**ASSIGNMENT**
Scan the data beneath this task and copy each line that includes "argument".

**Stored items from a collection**
---+---

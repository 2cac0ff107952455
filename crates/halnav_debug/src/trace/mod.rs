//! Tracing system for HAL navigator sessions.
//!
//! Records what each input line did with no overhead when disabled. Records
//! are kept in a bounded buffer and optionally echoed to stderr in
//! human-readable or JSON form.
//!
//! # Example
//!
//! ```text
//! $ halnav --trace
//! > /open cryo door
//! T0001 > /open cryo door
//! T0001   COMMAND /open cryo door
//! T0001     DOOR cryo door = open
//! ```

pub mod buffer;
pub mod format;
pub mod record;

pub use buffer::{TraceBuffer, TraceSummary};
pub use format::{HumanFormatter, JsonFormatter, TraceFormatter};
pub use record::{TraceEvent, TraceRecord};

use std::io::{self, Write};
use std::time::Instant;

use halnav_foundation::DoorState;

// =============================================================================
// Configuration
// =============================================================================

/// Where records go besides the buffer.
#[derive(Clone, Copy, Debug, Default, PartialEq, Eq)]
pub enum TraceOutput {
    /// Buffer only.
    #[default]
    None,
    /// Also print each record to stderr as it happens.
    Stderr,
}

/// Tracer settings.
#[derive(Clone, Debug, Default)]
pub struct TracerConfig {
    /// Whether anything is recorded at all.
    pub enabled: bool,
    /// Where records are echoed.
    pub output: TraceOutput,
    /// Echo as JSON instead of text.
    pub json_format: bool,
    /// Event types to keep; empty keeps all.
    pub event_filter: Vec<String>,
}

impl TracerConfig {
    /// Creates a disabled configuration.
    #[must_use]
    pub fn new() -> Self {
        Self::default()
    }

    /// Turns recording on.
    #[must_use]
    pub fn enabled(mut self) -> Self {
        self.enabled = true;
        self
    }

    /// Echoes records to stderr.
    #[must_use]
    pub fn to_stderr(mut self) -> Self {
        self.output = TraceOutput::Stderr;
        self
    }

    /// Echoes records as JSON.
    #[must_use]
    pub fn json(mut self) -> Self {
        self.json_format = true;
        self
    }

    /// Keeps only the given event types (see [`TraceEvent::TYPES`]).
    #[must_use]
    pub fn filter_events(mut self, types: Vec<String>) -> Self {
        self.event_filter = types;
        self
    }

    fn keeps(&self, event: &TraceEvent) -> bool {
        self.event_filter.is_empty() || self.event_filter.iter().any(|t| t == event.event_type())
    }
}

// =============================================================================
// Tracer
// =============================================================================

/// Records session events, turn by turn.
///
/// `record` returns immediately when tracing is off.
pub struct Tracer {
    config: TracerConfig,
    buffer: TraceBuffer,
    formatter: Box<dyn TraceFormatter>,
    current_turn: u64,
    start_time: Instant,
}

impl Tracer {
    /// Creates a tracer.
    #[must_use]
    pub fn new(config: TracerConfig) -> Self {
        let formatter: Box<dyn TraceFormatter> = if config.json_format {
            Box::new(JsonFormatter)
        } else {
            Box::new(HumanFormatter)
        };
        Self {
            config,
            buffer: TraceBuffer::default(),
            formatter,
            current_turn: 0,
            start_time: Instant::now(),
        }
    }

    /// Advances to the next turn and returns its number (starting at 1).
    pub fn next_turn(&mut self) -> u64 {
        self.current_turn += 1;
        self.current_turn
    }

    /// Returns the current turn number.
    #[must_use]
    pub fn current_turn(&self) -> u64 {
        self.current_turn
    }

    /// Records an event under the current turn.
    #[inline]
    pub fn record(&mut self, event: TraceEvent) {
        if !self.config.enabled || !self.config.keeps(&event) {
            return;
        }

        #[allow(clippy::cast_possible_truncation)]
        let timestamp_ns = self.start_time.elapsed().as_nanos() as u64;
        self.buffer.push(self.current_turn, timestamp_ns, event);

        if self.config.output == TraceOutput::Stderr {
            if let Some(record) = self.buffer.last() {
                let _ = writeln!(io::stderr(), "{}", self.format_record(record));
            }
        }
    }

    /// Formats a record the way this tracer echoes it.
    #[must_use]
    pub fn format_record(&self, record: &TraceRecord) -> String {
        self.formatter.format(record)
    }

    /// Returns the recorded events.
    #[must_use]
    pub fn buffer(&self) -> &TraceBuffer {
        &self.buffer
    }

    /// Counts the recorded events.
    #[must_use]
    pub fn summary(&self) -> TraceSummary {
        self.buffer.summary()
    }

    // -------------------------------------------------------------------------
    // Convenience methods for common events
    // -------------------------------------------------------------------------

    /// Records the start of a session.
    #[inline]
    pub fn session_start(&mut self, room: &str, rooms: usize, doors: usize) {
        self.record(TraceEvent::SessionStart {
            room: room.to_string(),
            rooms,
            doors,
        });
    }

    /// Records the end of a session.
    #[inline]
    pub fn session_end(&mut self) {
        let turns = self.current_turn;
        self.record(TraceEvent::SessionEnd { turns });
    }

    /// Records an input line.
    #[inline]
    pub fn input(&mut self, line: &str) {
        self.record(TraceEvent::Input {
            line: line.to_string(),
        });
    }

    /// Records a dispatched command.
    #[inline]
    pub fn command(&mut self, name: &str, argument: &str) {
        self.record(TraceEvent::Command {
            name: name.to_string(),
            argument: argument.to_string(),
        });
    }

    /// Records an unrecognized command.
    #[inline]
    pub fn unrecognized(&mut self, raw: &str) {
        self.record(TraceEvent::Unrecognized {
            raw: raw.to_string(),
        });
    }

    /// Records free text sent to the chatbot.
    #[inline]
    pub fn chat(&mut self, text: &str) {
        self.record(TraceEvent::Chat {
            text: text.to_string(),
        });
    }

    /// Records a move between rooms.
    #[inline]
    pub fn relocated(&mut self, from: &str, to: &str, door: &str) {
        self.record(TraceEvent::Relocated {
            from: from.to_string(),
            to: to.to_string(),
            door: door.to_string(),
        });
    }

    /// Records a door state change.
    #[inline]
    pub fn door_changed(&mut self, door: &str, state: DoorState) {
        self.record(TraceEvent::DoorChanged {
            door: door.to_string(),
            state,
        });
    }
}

---+---

**EXERCISE SOLUTION**
    pub fn command(&mut self, name: &str, argument: &str) {
            argument: argument.to_string(),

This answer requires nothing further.